The first skin 101 is then placed onto the top of the upper, first, surface of the core as shown in cross section in Figure 11. The edges are pushed down to over the perimeter walls of the core and as can be seen are long enough to hang down below the perimeter walls.

The wrapped core is then moved into an open press as shown in Figure 12 that has been preloaded with two mold halves 201, 202. One half is placed in the upper part of the press and the other below it on the platen of the press. The core wrapped in the first skin is pushed into the upper mold half compressing the ends of the foam as indicated by a set of arrows in the Figure.

The press is then closed as shown in Figure 13 moving the core 100 and skins 101,102 down into the lower mold half 202. As this is done, the parts of the first skin that hang down beyond the edges are guided into the lower mold half until, when the mold is fully closed, the lower edges are flush with the outer face of the second skin where it overlaps the lower surface of the foam core.

The core and skins are held in the press under pressure of approximately 6 bar and elevated temperature of around 130 degrees to cause the resin in the skins to start to cure, and held there until fully cured or until sufficiently cured that when removed from the press the resin will continue to cure until fully cured. CLAIMS

1. A box van having at least one chilled compartment for storing chilled goods, comprising:

a ladder chassis

a forward cab mounted on the chassis; and

a rear box body for storing the chilled goods mounted on the chassis behind the cab; in which the rear box body comprises side walls and a roof each construed from one or more structural panels,

Characterized in that each structural panel comprises an inner foam core having a first major surface and an opposing second major surface connected around their perimeter by a perimeter wall, and

a protective outer shell of carbon fibre composite material which totally surrounds the first and second surfaces and perimeter walls of the foam core, in which the outer shell comprises a first skin that covers the first surface and comprises a plurality of layers of composite sheet material and a second skin that covers the second surface and comprises a plurality of layers of composite sheet material , the sheets forming the outer shell comprising layers of elongate composite fibres, the sheets being impregnated with a cured resin.

2. A box van according to claim 1 in which a side panel is connected along an edge to a base panel and on a further edge to a roof panel, and to one or more of an adjacent side panel, a front panel and end panel.

3. A box van according to claim 1 of claim 2 in which the foam core comprises low density closed cell foam.

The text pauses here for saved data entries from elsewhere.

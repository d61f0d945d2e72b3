mod composite;
mod config;
mod descriptor;
mod error;
mod exhibit;
mod filter;
mod frame;
mod lookup;
mod obs;
mod pipeline;
mod pivot;
mod stage;
mod store;
mod types;
mod vector;

pub use crate::descriptor::{Field, ObsDescriptor, ObsDescriptorBuilder};
pub use crate::exhibit::{Exhibit, ExhibitDescriptor, UpdatableExhibit};
pub use crate::frame::{Column, Frame, FrameRef, SimpleFrame, UpdatableFrame};
pub use crate::obs::Obs;
pub use crate::types::{Decimal, FieldType, ParseDecimalError, Value};
pub use crate::vector::{Vector, VectorBuilder};

pub use crate::composite::{
    composite_descriptor, CompositeCalculator, CompositeExhibit, CompositeFunctor,
    CompositeObsDescriptor,
};
pub use crate::filter::FilterFunctor;
pub use crate::lookup::{LookupCalculator, LookupFunctor};
pub use crate::pipeline::Pipeline;
pub use crate::pivot::{PivotCalculator, PivotFunctor, PivotKey};
pub use crate::stage::{Calculator, Functor, IdentityFunctor};

pub use crate::config::{PipelineConfig, StageConfig};
pub use crate::store::{ExhibitId, ExhibitStore, MultiExhibitStore, NeighborLookup, SimpleExhibitStore};

pub use crate::error::{ExhibitError, ExhibitResult};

4. A box van according to any preceding claim in which the thickness of foam used in at least one of the panels is graded according to the required insulation properties of the portion of the box covered by the panel.

5. A box van according to claim 4 where the panel has one portion that has a first thickness of foam and a second portion having a second, higher, thickness of foam, where the second portion forms a panel portion of a first enclosed region of the box that in use is kept at a lower temperature than a second enclosed region covered by the first portion of the panel.

6. A box van according to any preceding claim in which the panels are constructed so that one or more layers of the second skin extend beyond the edge of the second major surface to cover the perimeter wall, and one or more of the layers of the first skin extend beyond the edges of the first major surface to cover the part of the second skin that overlaps the perimeter wall and additionally extend beyond the perimeter wall to cover the second skin over a perimeter region of the second major skin.

7. A box van according to any preceding claim in which the panels are connected together using any suitable structural adhesive. During assembly the adhesive may be applied between portions of structural panels that contact portions of adjacent panels, the adhesive being cured prior to use of the box.

8. A box van according to any preceding claim in which one or more of the panels are shaped to follow the profile of the cab when viewed from the front of the vehicle.

9. A box can according to any preceding claim in which the box body is arranged to hold in racks at least 120 fully laden totes.